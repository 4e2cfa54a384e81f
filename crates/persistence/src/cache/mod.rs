//! Last-known price cache
//!
//! Backs the portfolio valuation policy: when a price lookup fails, the
//! previously fetched prices keep being used instead of degrading the
//! valuation to zero. Entries are only ever replaced by newer data,
//! never expired.

use coindeck_core::PriceMap;
use std::collections::HashMap;
use std::sync::RwLock;
use std::time::Instant;

struct CachedPrice {
    price: f64,
    updated_at: Instant,
}

/// Thread-safe map of coin id -> last successfully fetched price.
pub struct PriceCache {
    prices: RwLock<HashMap<String, CachedPrice>>,
}

impl PriceCache {
    pub fn new() -> Self {
        Self {
            prices: RwLock::new(HashMap::new()),
        }
    }

    /// Record one price.
    pub fn insert(&self, id: &str, price: f64) {
        if let Ok(mut prices) = self.prices.write() {
            prices.insert(
                id.to_string(),
                CachedPrice {
                    price,
                    updated_at: Instant::now(),
                },
            );
        }
    }

    /// Merge a whole lookup result, e.g. after a market refresh.
    pub fn insert_many(&self, batch: &PriceMap) {
        if let Ok(mut prices) = self.prices.write() {
            let now = Instant::now();
            for (id, price) in batch {
                prices.insert(
                    id.clone(),
                    CachedPrice {
                        price: *price,
                        updated_at: now,
                    },
                );
            }
        }
    }

    /// Last-known price for a coin, however old.
    pub fn get(&self, id: &str) -> Option<f64> {
        let prices = self.prices.read().ok()?;
        prices.get(id).map(|entry| entry.price)
    }

    /// Seconds since a coin's price was last refreshed.
    pub fn age_secs(&self, id: &str) -> Option<u64> {
        let prices = self.prices.read().ok()?;
        prices.get(id).map(|entry| entry.updated_at.elapsed().as_secs())
    }

    /// Flat snapshot of everything cached, for a full valuation pass.
    pub fn snapshot(&self) -> PriceMap {
        self.prices
            .read()
            .map(|prices| {
                prices
                    .iter()
                    .map(|(id, entry)| (id.clone(), entry.price))
                    .collect()
            })
            .unwrap_or_default()
    }

    pub fn len(&self) -> usize {
        self.prices.read().map(|p| p.len()).unwrap_or(0)
    }

    pub fn is_empty(&self) -> bool {
        self.len() == 0
    }
}

impl Default for PriceCache {
    fn default() -> Self {
        Self::new()
    }
}

#[cfg(test)]
mod tests {
    use super::*;

    #[test]
    fn prices_persist_until_replaced() {
        let cache = PriceCache::new();
        cache.insert("bitcoin", 40000.0);
        assert_eq!(cache.get("bitcoin"), Some(40000.0));

        cache.insert("bitcoin", 41000.0);
        assert_eq!(cache.get("bitcoin"), Some(41000.0));
        assert_eq!(cache.get("ethereum"), None);
    }

    #[test]
    fn insert_many_merges_without_dropping_others() {
        let cache = PriceCache::new();
        cache.insert("bitcoin", 40000.0);

        let batch = PriceMap::from([("ethereum".to_string(), 2300.0)]);
        cache.insert_many(&batch);

        let snapshot = cache.snapshot();
        assert_eq!(snapshot.len(), 2);
        assert_eq!(snapshot["bitcoin"], 40000.0);
        assert_eq!(snapshot["ethereum"], 2300.0);
    }

    #[test]
    fn age_is_tracked_per_coin() {
        let cache = PriceCache::new();
        assert_eq!(cache.age_secs("bitcoin"), None);

        cache.insert("bitcoin", 40000.0);
        assert!(cache.age_secs("bitcoin").is_some_and(|age| age < 5));
        assert_eq!(cache.age_secs("ethereum"), None);
    }
}
//! Data models

mod chart;
mod coin;
mod market;

pub use chart::{ChartPoint, MarketChart};
pub use coin::CoinRecord;
pub use market::{format_currency_short, MarketSummary};

use std::collections::HashMap;

/// Coin id -> current price, as returned by a batched price lookup.
/// Identifiers the source could not price are simply absent.
pub type PriceMap = HashMap<String, f64>;
//! User-flagged favorite coins

use serde::{Deserialize, Serialize};

/// Insertion-ordered set of favorite coin ids.
///
/// Persisted independently of fetched market data, so favorites survive
/// refreshes and coins that drop out of the current page. The persisted
/// form is a plain JSON array of ids.
#[derive(Debug, Clone, Default, PartialEq, Eq, Serialize, Deserialize)]
#[serde(transparent)]
pub struct FavoriteSet {
    ids: Vec<String>,
}

impl FavoriteSet {
    pub fn contains(&self, id: &str) -> bool {
        self.ids.iter().any(|f| f == id)
    }

    /// Flip membership for a coin id. Returns true if the coin is a
    /// favorite after the toggle.
    pub fn toggle(&mut self, id: &str) -> bool {
        if let Some(pos) = self.ids.iter().position(|f| f == id) {
            self.ids.remove(pos);
            false
        } else {
            self.ids.push(id.to_string());
            true
        }
    }

    pub fn len(&self) -> usize {
        self.ids.len()
    }

    pub fn is_empty(&self) -> bool {
        self.ids.is_empty()
    }
}

#[cfg(test)]
mod tests {
    use super::*;

    #[test]
    fn toggle_twice_restores_membership() {
        let mut favorites = FavoriteSet::default();
        assert!(favorites.toggle("bitcoin"));
        assert!(favorites.contains("bitcoin"));
        assert!(!favorites.toggle("bitcoin"));
        assert!(!favorites.contains("bitcoin"));
        assert!(favorites.is_empty());
    }

    #[test]
    fn persisted_form_round_trips() {
        let mut favorites = FavoriteSet::default();
        favorites.toggle("bitcoin");
        favorites.toggle("solana");

        let json = serde_json::to_string(&favorites).unwrap();
        assert_eq!(json, r#"["bitcoin","solana"]"#);

        let reloaded: FavoriteSet = serde_json::from_str(&json).unwrap();
        assert_eq!(reloaded, favorites);
    }
}
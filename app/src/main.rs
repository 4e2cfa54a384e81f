//! coindeck: a terminal dashboard for crypto markets
//!
//! Pulls market data from CoinGecko on a timer, renders it with
//! ratatui, and keeps favorites and portfolio holdings on disk.

mod app;
mod state;
mod tui;
mod worker;

use crate::app::Controller;
use anyhow::Context;
use clap::Parser;
use coindeck_networking::CoinGeckoClient;
use coindeck_persistence::{PriceCache, StateStore};
use crossterm::event::{Event, KeyEventKind};
use std::path::PathBuf;
use std::sync::{Arc, Mutex};
use std::time::Duration;
use tokio::sync::mpsc;
use tokio_util::sync::CancellationToken;
use tracing::info;
use tracing_subscriber::{fmt, layer::SubscriberExt, util::SubscriberInitExt, EnvFilter};

#[derive(Parser, Debug)]
#[command(name = "coindeck", about = "Terminal dashboard for crypto markets")]
struct Args {
    /// Quote currency for prices and valuations
    #[arg(long, default_value = "usd")]
    vs_currency: String,

    /// Seconds between automatic market refreshes
    #[arg(long, default_value_t = 60)]
    refresh_secs: u64,

    /// Coins per market page
    #[arg(long, default_value_t = 50)]
    per_page: u32,

    /// Directory for favorites, portfolio and logs
    /// (default: the platform local data dir)
    #[arg(long)]
    data_dir: Option<PathBuf>,

    /// CoinGecko demo API key (falls back to COINGECKO_API_KEY)
    #[arg(long)]
    api_key: Option<String>,
}

fn data_dir(args: &Args) -> anyhow::Result<PathBuf> {
    if let Some(dir) = &args.data_dir {
        return Ok(dir.clone());
    }
    dirs_next::data_local_dir()
        .map(|d| d.join("coindeck"))
        .context("could not determine a local data directory; pass --data-dir")
}

/// Logs go to a file, never to the terminal the TUI owns.
fn init_tracing(dir: &std::path::Path) -> anyhow::Result<()> {
    std::fs::create_dir_all(dir)?;
    let log_file = std::fs::File::create(dir.join("coindeck.log"))?;
    let filter = EnvFilter::try_from_default_env()
        .unwrap_or_else(|_| EnvFilter::new("coindeck=info,coindeck_networking=info"));
    tracing_subscriber::registry()
        .with(filter)
        .with(
            fmt::layer()
                .with_ansi(false)
                .with_writer(Mutex::new(log_file)),
        )
        .init();
    Ok(())
}

/// Blocking crossterm reads on a plain thread, forwarded to the async
/// loop. Only key presses matter; repeats and releases are noise on
/// some terminals.
fn spawn_input_thread(tx: mpsc::Sender<crossterm::event::KeyEvent>) {
    std::thread::spawn(move || loop {
        match crossterm::event::read() {
            Ok(Event::Key(key)) if key.kind == KeyEventKind::Press => {
                if tx.blocking_send(key).is_err() {
                    return;
                }
            }
            Ok(_) => {}
            Err(_) => return,
        }
    });
}

#[tokio::main]
async fn main() -> anyhow::Result<()> {
    let args = Args::parse();

    let dir = data_dir(&args)?;
    init_tracing(&dir)?;
    info!("Starting coindeck (data dir {})", dir.display());

    let api_key = args
        .api_key
        .clone()
        .or_else(|| std::env::var("COINGECKO_API_KEY").ok());

    let store = StateStore::new(dir)?;
    let price_cache = Arc::new(PriceCache::new());
    let client = Arc::new(CoinGeckoClient::new_with_cache(
        api_key.as_deref(),
        price_cache.clone(),
    ));

    let (events_tx, events_rx) = mpsc::channel(64);
    let (input_tx, input_rx) = mpsc::channel(64);
    let (refresh_tx, refresh_rx) = mpsc::channel(4);
    let cancel = CancellationToken::new();

    spawn_input_thread(input_tx);
    let market_loop = worker::spawn_market_loop(
        client.clone(),
        args.vs_currency.clone(),
        args.per_page,
        Duration::from_secs(args.refresh_secs.max(5)),
        cancel.clone(),
        events_tx.clone(),
        refresh_rx,
    );

    let controller = Controller::new(
        store,
        client,
        price_cache,
        args.vs_currency,
        events_tx,
        refresh_tx,
    );
    let result = controller.run(events_rx, input_rx, cancel.clone()).await;

    cancel.cancel();
    let _ = market_loop.await;
    info!("Shut down cleanly");
    result
}
//! Keyboard handling
//!
//! Maps raw key events to semantic actions depending on the current
//! input mode. The controller interprets the actions; nothing here
//! touches state.

use crate::state::InputMode;
use coindeck_core::SortKey;
use crossterm::event::{KeyCode, KeyEvent, KeyModifiers};

/// Semantic user intent, decoupled from key bindings.
#[derive(Debug, Clone, PartialEq, Eq)]
pub enum Action {
    Quit,
    NextTab,
    PrevTab,
    MoveUp,
    MoveDown,
    SwitchFocus,
    Sort(SortKey),
    ToggleFavorite,
    OpenChart,
    CycleChartDays,
    StartSearch,
    StartAddHolding,
    RemoveSelectedHolding,
    Refresh,
    InputChar(char),
    InputBackspace,
    InputSubmit,
    InputCancel,
    None,
}

pub fn map_key(mode: InputMode, key: KeyEvent) -> Action {
    match mode {
        InputMode::Normal => map_normal(key),
        InputMode::Search | InputMode::AddHolding => map_editing(key),
    }
}

fn map_normal(key: KeyEvent) -> Action {
    if key.modifiers.contains(KeyModifiers::CONTROL) && key.code == KeyCode::Char('c') {
        return Action::Quit;
    }
    match key.code {
        KeyCode::Char('q') | KeyCode::Esc => Action::Quit,
        KeyCode::Tab | KeyCode::Right => Action::NextTab,
        KeyCode::BackTab | KeyCode::Left => Action::PrevTab,
        KeyCode::Up | KeyCode::Char('k') => Action::MoveUp,
        KeyCode::Down | KeyCode::Char('j') => Action::MoveDown,
        KeyCode::Char('v') => Action::SwitchFocus,
        KeyCode::Enter => Action::OpenChart,
        KeyCode::Char('d') => Action::CycleChartDays,
        KeyCode::Char('f') => Action::ToggleFavorite,
        KeyCode::Char('/') => Action::StartSearch,
        KeyCode::Char('a') => Action::StartAddHolding,
        KeyCode::Char('x') => Action::RemoveSelectedHolding,
        KeyCode::Char('r') => Action::Refresh,
        KeyCode::Char('n') => Action::Sort(SortKey::Name),
        KeyCode::Char('p') => Action::Sort(SortKey::Price),
        KeyCode::Char('m') => Action::Sort(SortKey::MarketCap),
        KeyCode::Char('1') => Action::Sort(SortKey::Change1h),
        KeyCode::Char('2') => Action::Sort(SortKey::Change24h),
        KeyCode::Char('7') => Action::Sort(SortKey::Change7d),
        _ => Action::None,
    }
}

fn map_editing(key: KeyEvent) -> Action {
    if key.modifiers.contains(KeyModifiers::CONTROL) && key.code == KeyCode::Char('c') {
        return Action::Quit;
    }
    match key.code {
        KeyCode::Esc => Action::InputCancel,
        KeyCode::Enter => Action::InputSubmit,
        KeyCode::Backspace => Action::InputBackspace,
        KeyCode::Char(c) => Action::InputChar(c),
        _ => Action::None,
    }
}

#[cfg(test)]
mod tests {
    use super::*;
    use crossterm::event::KeyEventKind;

    fn key(code: KeyCode) -> KeyEvent {
        KeyEvent {
            code,
            modifiers: KeyModifiers::NONE,
            kind: KeyEventKind::Press,
            state: crossterm::event::KeyEventState::NONE,
        }
    }

    #[test]
    fn normal_mode_sort_keys() {
        assert_eq!(
            map_key(InputMode::Normal, key(KeyCode::Char('p'))),
            Action::Sort(SortKey::Price)
        );
        assert_eq!(
            map_key(InputMode::Normal, key(KeyCode::Char('2'))),
            Action::Sort(SortKey::Change24h)
        );
    }

    #[test]
    fn editing_mode_takes_characters_literally() {
        // 'q' quits in normal mode but types into the query while editing
        assert_eq!(map_key(InputMode::Normal, key(KeyCode::Char('q'))), Action::Quit);
        assert_eq!(
            map_key(InputMode::Search, key(KeyCode::Char('q'))),
            Action::InputChar('q')
        );
        assert_eq!(
            map_key(InputMode::AddHolding, key(KeyCode::Enter)),
            Action::InputSubmit
        );
    }

    #[test]
    fn ctrl_c_always_quits() {
        let ev = KeyEvent {
            code: KeyCode::Char('c'),
            modifiers: KeyModifiers::CONTROL,
            kind: KeyEventKind::Press,
            state: crossterm::event::KeyEventState::NONE,
        };
        assert_eq!(map_key(InputMode::Search, ev), Action::Quit);
    }
}
//! Coindeck Persistence - Client state storage and price cache

pub mod cache;
pub mod store;

pub use cache::PriceCache;
pub use store::StateStore;
//! Market-wide summary cards

use super::CoinRecord;
use chrono::{DateTime, Utc};
use serde::{Deserialize, Serialize};

/// How many of the top coins feed the average-change gauge.
const SENTIMENT_SAMPLE: usize = 50;

/// Aggregate figures for the dashboard header, derived from the full
/// market list on each refresh.
#[derive(Debug, Clone, Serialize, Deserialize)]
pub struct MarketSummary {
    pub total_market_cap: f64,
    pub total_volume_24h: f64,
    /// Average 24h change over the top coins (missing values count as 0)
    pub average_change_24h: f64,
    pub btc_price: f64,
    /// Synthetic sentiment gauge in 0..=100, centered at 50
    pub fear_greed: f64,
    pub updated_at: DateTime<Utc>,
}

impl MarketSummary {
    pub fn from_coins(coins: &[CoinRecord]) -> Self {
        let total_market_cap: f64 = coins.iter().map(CoinRecord::market_cap_or_zero).sum();
        let total_volume_24h: f64 = coins.iter().map(CoinRecord::volume_or_zero).sum();

        let sample = &coins[..coins.len().min(SENTIMENT_SAMPLE)];
        let average_change_24h = if sample.is_empty() {
            0.0
        } else {
            sample
                .iter()
                .map(|c| c.change_24h.unwrap_or(0.0))
                .sum::<f64>()
                / sample.len() as f64
        };

        let btc_price = coins
            .iter()
            .find(|c| c.id == "bitcoin")
            .map(CoinRecord::price_or_zero)
            .unwrap_or(0.0);

        let fear_greed = (50.0 + average_change_24h * 2.2).clamp(0.0, 100.0);

        Self {
            total_market_cap,
            total_volume_24h,
            average_change_24h,
            btc_price,
            fear_greed,
            updated_at: Utc::now(),
        }
    }
}

/// Compact dollar formatting for header cards ($2.26T, $423.45M, ...)
pub fn format_currency_short(value: f64) -> String {
    if value >= 1e12 {
        format!("${:.2}T", value / 1e12)
    } else if value >= 1e9 {
        format!("${:.2}B", value / 1e9)
    } else if value >= 1e6 {
        format!("${:.2}M", value / 1e6)
    } else {
        format!("${:.2}", value)
    }
}

#[cfg(test)]
mod tests {
    use super::*;

    fn coin(id: &str, price: f64, cap: f64, volume: f64, change_24h: Option<f64>) -> CoinRecord {
        CoinRecord {
            id: id.to_string(),
            symbol: id.to_string(),
            name: id.to_string(),
            image: None,
            current_price: Some(price),
            market_cap: Some(cap),
            market_cap_rank: None,
            total_volume: Some(volume),
            change_1h: None,
            change_24h,
            change_7d: None,
        }
    }

    #[test]
    fn summary_aggregates_caps_and_volumes() {
        let coins = vec![
            coin("bitcoin", 43000.0, 800e9, 18e9, Some(2.0)),
            coin("ethereum", 2300.0, 280e9, 9e9, Some(-1.0)),
        ];
        let summary = MarketSummary::from_coins(&coins);
        assert_eq!(summary.total_market_cap, 1080e9);
        assert_eq!(summary.total_volume_24h, 27e9);
        assert_eq!(summary.btc_price, 43000.0);
        assert_eq!(summary.average_change_24h, 0.5);
    }

    #[test]
    fn fear_greed_is_clamped() {
        let coins = vec![coin("a", 1.0, 1.0, 1.0, Some(40.0))];
        let summary = MarketSummary::from_coins(&coins);
        assert_eq!(summary.fear_greed, 100.0);

        let coins = vec![coin("a", 1.0, 1.0, 1.0, Some(-40.0))];
        let summary = MarketSummary::from_coins(&coins);
        assert_eq!(summary.fear_greed, 0.0);
    }

    #[test]
    fn empty_market_yields_zeroed_summary() {
        let summary = MarketSummary::from_coins(&[]);
        assert_eq!(summary.total_market_cap, 0.0);
        assert_eq!(summary.average_change_24h, 0.0);
        assert_eq!(summary.fear_greed, 50.0);
    }

    #[test]
    fn short_currency_formatting() {
        assert_eq!(format_currency_short(2.26e12), "$2.26T");
        assert_eq!(format_currency_short(423.45e6), "$423.45M");
        assert_eq!(format_currency_short(57.91e6), "$57.91M");
        assert_eq!(format_currency_short(5318.89), "$5318.89");
    }
}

_PROMPT_
Looking at the records above, work out how many lines contain "Option". Give the number only.

_OUTPUT FOR THIS TASK_
5